金日祚(キム・イルチョさん)のプロフィール

 2003年7月27日

1928年京都で生まれる。ものごころがついたころには広島の江波町でくらしていた。広島を故郷と考えている。
1941年に尋常高等小学校を卒業して、広島電鉄のバスの車掌に就職。
1943年退社して女子挺身隊に入り広島市内の火薬製造工場で働く。
1944年父が病気で死亡し急いで結婚、江波の母の実家に同居して暮らす。
1945年8月江南町で被爆、10月に帰国し陜川(ハプチョン)の夫の実家で暮らす。その間韓国語ができないため、夫の家族と心が通じず母の元へ逃げ帰ったり、帰国直後に出産した子供を栄養失調で死なせたり不幸が続く。

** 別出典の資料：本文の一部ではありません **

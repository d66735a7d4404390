//! crates/timetable_core/src/domain.rs
//!
//! Defines the pure, core data structures for the timetable engine.
//! These structs are independent of any database or serialization format;
//! the string encodings used at the persistence boundary live in `codec`.

use chrono::{DateTime, Utc};
use serde::{Deserialize, Serialize};
use std::collections::BTreeSet;
use std::fmt;
use uuid::Uuid;

/// Internal numeric timetable id. Obfuscated before it leaves the service.
pub type TimetableId = i64;

//=========================================================================================
// Catalog Reference Data
//=========================================================================================

/// The closed set of section types a course can offer.
///
/// The declaration order is the order missing types are listed in a warning.
#[derive(Debug, Clone, Copy, PartialEq, Eq, PartialOrd, Ord, Hash, Serialize, Deserialize)]
pub enum SectionType {
    #[serde(rename = "L")]
    Lecture,
    #[serde(rename = "P")]
    Practical,
    #[serde(rename = "T")]
    Tutorial,
}

impl SectionType {
    pub const ALL: [SectionType; 3] = [
        SectionType::Lecture,
        SectionType::Practical,
        SectionType::Tutorial,
    ];

    /// The single-letter code used in warnings and in the catalog.
    pub fn code(self) -> char {
        match self {
            SectionType::Lecture => 'L',
            SectionType::Practical => 'P',
            SectionType::Tutorial => 'T',
        }
    }

    pub fn from_code(code: char) -> Option<Self> {
        match code {
            'L' => Some(SectionType::Lecture),
            'P' => Some(SectionType::Practical),
            'T' => Some(SectionType::Tutorial),
            _ => None,
        }
    }
}

impl fmt::Display for SectionType {
    fn fmt(&self, f: &mut fmt::Formatter<'_>) -> fmt::Result {
        write!(f, "{}", self.code())
    }
}

/// One offering of a course, with its own weekly slots.
#[derive(Debug, Clone, PartialEq, Serialize, Deserialize)]
pub struct Section {
    pub id: Uuid,
    pub course_id: Uuid,
    pub section_type: SectionType,
    pub number: i32,
    pub instructors: Vec<String>,
    /// Raw `room:aux:day:hour` inputs, one per weekly occurrence.
    pub room_time: Vec<String>,
}

#[derive(Debug, Clone, PartialEq, Serialize, Deserialize)]
pub struct Course {
    pub id: Uuid,
    pub code: String,
    pub name: String,
    pub archived: bool,
    pub midsem_start_time: Option<DateTime<Utc>>,
    pub midsem_end_time: Option<DateTime<Utc>>,
    pub compre_start_time: Option<DateTime<Utc>>,
    pub compre_end_time: Option<DateTime<Utc>>,
}

impl Course {
    /// The exam windows this course sits, midsem first. A kind is only
    /// present when both of its timestamps are.
    pub fn exam_intervals(&self) -> Vec<ExamInterval> {
        let mut intervals = Vec::with_capacity(2);
        if let (Some(start), Some(end)) = (self.midsem_start_time, self.midsem_end_time) {
            intervals.push(ExamInterval {
                course_code: self.code.clone(),
                kind: ExamKind::Midsem,
                start,
                end,
            });
        }
        if let (Some(start), Some(end)) = (self.compre_start_time, self.compre_end_time) {
            intervals.push(ExamInterval {
                course_code: self.code.clone(),
                kind: ExamKind::Compre,
                start,
                end,
            });
        }
        intervals
    }
}

/// A catalog course with every section it offers.
#[derive(Debug, Clone)]
pub struct CourseWithSections {
    pub course: Course,
    pub sections: Vec<Section>,
}

// Represents a user - only the fields a new timetable is stamped with.
#[derive(Debug, Clone)]
pub struct UserProfile {
    pub user_id: Uuid,
    pub degrees: Vec<String>,
    pub batch: i32,
}

//=========================================================================================
// Timetable Encoded State (typed)
//=========================================================================================

/// A weekly `(day, hour)` occupation key. Only ever compared for equality.
#[derive(Debug, Clone, PartialEq, Eq, Hash, Serialize, Deserialize)]
pub struct SlotKey(pub String);

impl fmt::Display for SlotKey {
    fn fmt(&self, f: &mut fmt::Formatter<'_>) -> fmt::Result {
        f.write_str(&self.0)
    }
}

/// One weekly occurrence of an assigned section, owned by a course.
#[derive(Debug, Clone, PartialEq, Eq, Hash)]
pub struct TimingEntry {
    pub course_code: String,
    pub slot: SlotKey,
}

#[derive(Debug, Clone, Copy, PartialEq, Eq, Hash, Serialize, Deserialize)]
#[serde(rename_all = "lowercase")]
pub enum ExamKind {
    Midsem,
    Compre,
}

impl ExamKind {
    pub fn as_str(self) -> &'static str {
        match self {
            ExamKind::Midsem => "midsem",
            ExamKind::Compre => "compre",
        }
    }
}

impl fmt::Display for ExamKind {
    fn fmt(&self, f: &mut fmt::Formatter<'_>) -> fmt::Result {
        f.write_str(self.as_str())
    }
}

#[derive(Debug, Clone, PartialEq, Eq)]
pub struct ExamInterval {
    pub course_code: String,
    pub kind: ExamKind,
    pub start: DateTime<Utc>,
    pub end: DateTime<Utc>,
}

/// A course that is partially selected: some offered types are missing.
#[derive(Debug, Clone, PartialEq, Eq)]
pub struct Warning {
    pub course_code: String,
    pub missing: BTreeSet<SectionType>,
}

//=========================================================================================
// Timetable
//=========================================================================================

#[derive(Debug, Clone)]
pub struct Timetable {
    pub id: TimetableId,
    pub author_id: Uuid,
    pub name: String,
    pub degrees: Vec<String>,
    pub private: bool,
    pub draft: bool,
    pub archived: bool,
    pub acad_year: i32,
    pub year: i32,
    pub semester: i32,
    pub sections: Vec<Section>,
    pub timings: Vec<TimingEntry>,
    pub exam_times: Vec<ExamInterval>,
    pub warnings: Vec<Warning>,
    /// Bumped on every committed write; stale writers are rejected.
    pub version: i64,
    pub created_at: DateTime<Utc>,
    pub last_updated: DateTime<Utc>,
}

impl Timetable {
    pub fn is_published(&self) -> bool {
        !self.draft && !self.private
    }

    /// Whether `principal` may read this timetable at all.
    pub fn visible_to(&self, principal: Uuid) -> bool {
        self.author_id == principal || !self.private
    }

    pub fn contains_section(&self, section_id: Uuid) -> bool {
        self.sections.iter().any(|s| s.id == section_id)
    }
}

/// The values a freshly created or copied timetable is inserted with.
#[derive(Debug, Clone)]
pub struct NewTimetable {
    pub author_id: Uuid,
    pub name: String,
    pub degrees: Vec<String>,
    pub acad_year: i32,
    pub year: i32,
    pub semester: i32,
    pub sections: Vec<Section>,
    pub timings: Vec<TimingEntry>,
    pub exam_times: Vec<ExamInterval>,
    pub warnings: Vec<Warning>,
}

/// Requested metadata for an existing timetable.
#[derive(Debug, Clone)]
pub struct MetadataEdit {
    pub name: String,
    pub private: bool,
    pub draft: bool,
}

1946年6月に日本に密入国しようとして対馬で逮捕され強制送還される。若いとき日本の医師団が来て被爆者の検診をしてくれたとき、被爆を知られることとタダでお金をもらうのが嫌で、「韓国原爆被害者協会」に入らなかった。50歳を過ぎて体調が悪くなり入会を希望したが、1985年には自らの被爆の証明ができず、1993年には日本の「原爆手帳」を取得していないため、また1994年には「原爆手帳」をとるための証人が見つからないため、韓国人原爆被害者として認めてもらえなかった。1996年にやっと証人が見つかり「手帳」をとり協会にも入会できた。しかし韓国で「原爆手帳」を持っていても何の役にもたたないが、韓国原爆被害者協会に入れたことで、同年初めて広島の民間団体「在韓被爆者渡日治療広島委員会」に招かれて入院・治療した。しかし3カ月の入院治療の後、帰国すると健康管理手当の支給は打ち切られた。
 このように被爆後半世紀間も精神的肉体的後遺症を放置されてきた韓国人被爆者の典型である。1997年から陜川の原爆被害者福祉センターに入り原爆孤老の世話をしている。
 長年の在外被爆者への差別が、2002年12月の郭貴勲裁判の勝利によって漸く部分的に改善(国外在住の被爆者に対する各種の手当支給を認めた)されるなかで、2003年春から手当申請や手帳取得を希望する陜川の被爆者を引率して度々広島を訪れている。
 現在は心臓病の治療のため、「在韓被爆者渡日治療広島委員会」の招きで市内の病院に入院中。